BEGIN Given entries
#[derive(Debug)]
pub struct ProtocolInputChannelsRx {
    // TCP accept event.
    pub tcp_accept: Receiver<TcpAcceptMsg>,
    // TCP connect event.
    pub tcp_connect: Receiver<TcpConnectMsg>,
    // TCP neighbor message.
    pub nbr_msg_rx: Receiver<NbrRxMsg>,
    // Neighbor timeout event.
    pub nbr_timer: Receiver<NbrTimerMsg>,
    // Operator command.
    pub admin: Receiver<AdminMsg>,
}

pub struct InstanceView<'a> {
    pub config: &'a InstanceCfg,
    pub state: &'a mut InstanceState,
    pub tx: &'a ProtocolInputChannelsTx,
}

// ===== impl InstanceHandle =====

impl InstanceHandle {
    // Spawns a new BGP instance with the given configuration.
    pub fn spawn(config: InstanceCfg) -> InstanceHandle {
        let (tx, rx) = protocol_input_channels();
        let handle = InstanceHandle {
            admin: tx.admin.clone(),
            tcp_accept: tx.protocol.tcp_accept.clone(),
        };

        let span = debug_span!("bgp-instance", asn = config.asn);
        let instance = Instance::new(config, tx.protocol);
        let mut task = Task::spawn(
            async move {
                instance.run(rx).await;
            }
            .instrument(span),
        );
        task.detach();

        handle
    }

    // Accepts connections on the given address.
    pub async fn listen(&self, addr: SocketAddr) -> Result<(), Error> {
        let listener = TcpListener::bind(addr)
            .await
            .map_err(IoError::TcpSocketError)?;
        self.send(AdminMsg::Listen { listener }).await
    }

    // Hands over a connection accepted outside the instance.
    pub async fn accept(&self, conn: Connection) -> Result<(), Error> {
        self.tcp_accept
            .send(TcpAcceptMsg { conn })
            .await
            .map_err(|_| Error::InstanceClosed)
    }

    pub async fn peer_add(
        &self,
        addr: IpAddr,
        config: NeighborCfg,
    ) -> Result<(), Error> {
        self.send(AdminMsg::PeerAdd { addr, config }).await
    }

    pub async fn peer_remove(&self, addr: IpAddr) -> Result<(), Error> {
        self.send(AdminMsg::PeerRemove { addr }).await
    }

    pub async fn table_enable(
        &self,
        afi_safi: AfiSafi,
        config: TableCfg,
    ) -> Result<(), Error> {
        self.send(AdminMsg::TableEnable { afi_safi, config }).await
    }

    pub async fn table_disable(&self, afi_safi: AfiSafi) -> Result<(), Error> {
        self.send(AdminMsg::TableDisable { afi_safi }).await
    }

    // Re-advertises the Adj-RIB-Out toward a peer, for one table or for all
    // of them.
    pub async fn route_refresh(
        &self,
        addr: IpAddr,
        afi_safi: Option<AfiSafi>,
    ) -> Result<(), Error> {
        self.send(AdminMsg::RouteRefresh { addr, afi_safi }).await
    }

    pub async fn clear_session(
        &self,
        addr: IpAddr,
        clear_type: ClearType,
    ) -> Result<(), Error> {
        self.send(AdminMsg::ClearSession { addr, clear_type }).await
    }

    // Returns the operational state of a neighbor.
    pub async fn neighbor_state(
        &self,
        addr: IpAddr,
    ) -> Result<Option<NeighborState>, Error> {
        let (tx, rx) = oneshot::channel();
        self.send(AdminMsg::NeighborQuery { addr, tx }).await?;
        rx.await.map_err(|_| Error::InstanceClosed)
    }

    // Returns the contents of the IPv4 unicast table, if enabled.
    pub async fn ipv4_unicast(
        &self,
    ) -> Result<Option<TableSnapshot<Ipv4Network>>, Error> {
        let tables = self.tables().await?;
        match tables.ipv4_unicast {
            Some(table) => Ok(table.query().await),
            None => Ok(None),
        }
    }

    // Returns the contents of the IPv6 unicast table, if enabled.
    pub async fn ipv6_unicast(
        &self,
    ) -> Result<Option<TableSnapshot<Ipv6Network>>, Error> {
        let tables = self.tables().await?;
        match tables.ipv6_unicast {
            Some(table) => Ok(table.query().await),
            None => Ok(None),
        }
    }

    async fn tables(&self) -> Result<Tables, Error> {
        let (tx, rx) = oneshot::channel();
        self.send(AdminMsg::TablesQuery { tx }).await?;
        rx.await.map_err(|_| Error::InstanceClosed)
    }

    async fn send(&self, msg: AdminMsg) -> Result<(), Error> {
        self.admin.send(msg).await.map_err(|_| Error::InstanceClosed)
    }
}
END Given entries
◆ **Activity**: Scan the records above for the string "match", then copy each line where it turns up.

◆ **Output**:
        match tables.ipv4_unicast {
        match tables.ipv6_unicast {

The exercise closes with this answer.